This England team do not quite know when they are beaten.
Here they stubbornly refused to surrender their unbeaten T20 record in 2015, which had stretched to four games. After 40 overs of cricket, the match was tied at 154 runs each when Chris Woakes managed to limit a Pakistan side on the cusp of victory to nine runs in his final over. They had needed 10. Thus England’s first-ever super over was required to separate the teams.
England’s was bowled by Chris Jordan and by propelling a series of superb yorkers, he contrived to contain Shahid Afridi to three runs, a remarkable effort. England, with the captain and vice-captain,Eoin Morgan and Jos Buttler, at the crease, scrambled the necessary runs off the fifth ball of Afridi’s super over. And they celebrated as if the World Cup was secured. It was quite an escape.
“That’s the first time I’ve been involved in a super over, in any form,” admitted Jordan. “It’s something we try to work on so we can deliver under pressure. I was able to hold my nerve.”
For a while England had looked in charge again. They had reduced Pakistan to 65 for five and the ball was turning prodigiously. Then to the delight of a throbbing stadium Shoaib Malik, with assistance from Afridi, resurrected the Pakistan innings. Their partnership of 63 looked to be the deciding factor but England would not yield. A six from the bat of Sohail Tanvir off the second ball of Woakes’ final over and the game seemed up but England, rejecting any demob happiness, clung on.
With two needed from two balls Shoaib was caught on the long-on boundary. Sohail swung at the last delivery and missed; the batsmen scrambled a bye and the scores were level. It had been a topsy-turvy match all the way.
As is often the case with a side possessing the longest batting lineup imaginable – Jordan and Adil Rashid were battling for the No10 spot – there were moments when it looked as if England might not last 20 overs. Their innings was frenetic enough. Two of them were out for golden ducks. Jason Roy was lbw to the first ball of the match bowled by the debutant Aamer Yamin; Moeen Ali thumped a long hop back into the hands of a jubilant Afridi. Meanwhile, Buttler ran himself out for two and Sam Billings was brilliantly caught by Umar Akmal. But there were enough contributors to ensure England a competitive total. Joe Root was as cultured as you can be in this form of the game until he missed a full-length ball from Afridi, who was Pakistan’s best bowler (though it was very puzzling that Shoiab Malik on a spinning pitch bowled just two overs).

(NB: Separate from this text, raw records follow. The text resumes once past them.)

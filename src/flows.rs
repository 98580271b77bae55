//! Outbound authorizer: per-(subject, service) tokens, refreshes, and consent flows.

pub mod authorize;
pub mod common;
pub mod consent;
pub mod refresh;

mod revoke;

pub use authorize::*;
pub use consent::*;
pub use refresh::*;

// self
use crate::{
	_prelude::*,
	auth::{CredentialKey, ServiceId},
	http::TokenHttpClient,
	service::{ProviderStrategy, ServiceDescriptor},
	store::CredentialStore,
};
#[cfg(feature = "reqwest")] use crate::http::ReqwestHttpClient;

/// Authorizer specialized for the crate's reqwest transport.
#[cfg(feature = "reqwest")]
pub type ReqwestAuthorizer = Authorizer<ReqwestHttpClient>;

/// Resolves access tokens for verified principals against registered services.
///
/// The authorizer owns the transport, the credential store, the provider strategy, and the
/// service registry. Every read-modify-write on a (subject, service) credential runs under a
/// per-key async mutex, and every store write is a versioned compare-and-swap.
pub struct Authorizer<C>
where
	C: ?Sized + TokenHttpClient,
{
	/// Transport used for token endpoint calls.
	pub http_client: Arc<C>,
	/// Credential and pending-consent storage.
	pub store: Arc<dyn CredentialStore>,
	/// Provider error classification and request decoration.
	pub strategy: Arc<dyn ProviderStrategy>,
	/// Refresh counters shared by every clone.
	pub refresh_metrics: Arc<RefreshMetrics>,
	services: HashMap<ServiceId, Arc<ServiceDescriptor>>,
	consent_ttl: Duration,
	preemptive_window: Duration,
	flow_guards: Arc<Mutex<HashMap<CredentialKey, Arc<AsyncMutex<()>>>>>,
}
impl<C> Authorizer<C>
where
	C: ?Sized + TokenHttpClient,
{
	/// Pending consents older than this can no longer be completed.
	pub const DEFAULT_CONSENT_TTL: Duration = Duration::minutes(10);
	/// Credentials expiring within (a jittered share of) this window are refreshed early.
	pub const DEFAULT_PREEMPTIVE_WINDOW: Duration = Duration::seconds(60);

	/// Creates an authorizer on a caller-provided transport.
	pub fn with_http_client(
		store: Arc<dyn CredentialStore>,
		strategy: Arc<dyn ProviderStrategy>,
		http_client: impl Into<Arc<C>>,
	) -> Self {
		Self {
			http_client: http_client.into(),
			store,
			strategy,
			refresh_metrics: Default::default(),
			services: HashMap::new(),
			consent_ttl: Self::DEFAULT_CONSENT_TTL,
			preemptive_window: Self::DEFAULT_PREEMPTIVE_WINDOW,
			flow_guards: Default::default(),
		}
	}

	/// Registers (or replaces) a service descriptor.
	pub fn with_service(mut self, descriptor: ServiceDescriptor) -> Self {
		self.services.insert(descriptor.id.clone(), Arc::new(descriptor));

		self
	}

	/// Overrides how long a pending consent stays redeemable.
	pub fn with_consent_ttl(mut self, ttl: Duration) -> Self {
		self.consent_ttl = ttl;

		self
	}

	/// Overrides the preemptive refresh window; negative values disable early refreshes.
	pub fn with_preemptive_window(mut self, window: Duration) -> Self {
		self.preemptive_window = if window.is_negative() { Duration::ZERO } else { window };

		self
	}

	/// Current pending-consent TTL.
	pub fn consent_ttl(&self) -> Duration {
		self.consent_ttl
	}

	/// Looks up a registered service.
	pub fn descriptor(&self, service: &ServiceId) -> Result<Arc<ServiceDescriptor>> {
		self.services
			.get(service)
			.cloned()
			.ok_or_else(|| Error::UnknownService { service: service.clone() })
	}

	/// Identifiers of every registered service.
	pub fn services(&self) -> impl Iterator<Item = &ServiceId> {
		self.services.keys()
	}
}
#[cfg(feature = "reqwest")]
impl Authorizer<ReqwestHttpClient> {
	/// Creates an authorizer with its own reqwest transport (redirects disabled).
	pub fn new(
		store: Arc<dyn CredentialStore>,
		strategy: Arc<dyn ProviderStrategy>,
	) -> Result<Self> {
		Ok(Self::with_http_client(store, strategy, ReqwestHttpClient::without_redirects()?))
	}
}
impl<C> Clone for Authorizer<C>
where
	C: ?Sized + TokenHttpClient,
{
	fn clone(&self) -> Self {
		Self {
			http_client: self.http_client.clone(),
			store: self.store.clone(),
			strategy: self.strategy.clone(),
			refresh_metrics: self.refresh_metrics.clone(),
			services: self.services.clone(),
			consent_ttl: self.consent_ttl,
			preemptive_window: self.preemptive_window,
			flow_guards: self.flow_guards.clone(),
		}
	}
}
impl<C> Debug for Authorizer<C>
where
	C: ?Sized + TokenHttpClient,
{
	fn fmt(&self, f: &mut Formatter) -> FmtResult {
		f.debug_struct("Authorizer")
			.field("services", &self.services.keys().collect::<Vec<_>>())
			.field("consent_ttl", &self.consent_ttl)
			.field("preemptive_window", &self.preemptive_window)
			.finish()
	}
}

Woakes was almost as fluent as he registered his highest T20 score for England, 37 from 24 balls. One of his sixes – off Anwar Ali, who had just dropped him – disappeared out of the stadium. However the glue was provided by James Vince, who has yet to fail for England. Vince opened the batting – as he does for Hampshire – instead of Alex Hales and he was out to the penultimate ball of the innings for 46. Statistically it was a curious innings although he did not receive a half-share of the strike. But in this instance it was a mature and appropriate effort. There was so much pandemonium at the other end that England were grateful for his stability.
However the pandemonium reached greater proportions when Pakistan’s run-chase commenced. The first over from David Willey was something of a marathon and included four wides and two wickets. Ahmed Shehzad, having struck his first ball to the cover boundary, was bowled, having a swing; then Willey propelled three consecutive leg-side wides, which were followed by yet another hare-brained run-out.
Once again Mohammad Hafeez was involved (he often is) and this time he was a victim. He ended up running to the same end as Rafatullah Mohmand and after long deliberation the umpires decided that it was Hafeez who had to go. This suited England nicely since Rafatullah would soon be lbw to Willey for a duck as the home side slumped to 11-3. What seems increasingly apparent is that Pakistan possess some dreadful runners. It is as if Hafeez and one or two others spent their formative years watching old footage of Geoffrey Boycott and Nasser Hussain at the crease.
After a mini-recovery the England spinners snatched two wickets on a surface where the ball was turning. Jordan produced one of his specials on the mid-wicket boundary to catch Akmal. It was a dramatic enough moment but it was soon to be overshadowed.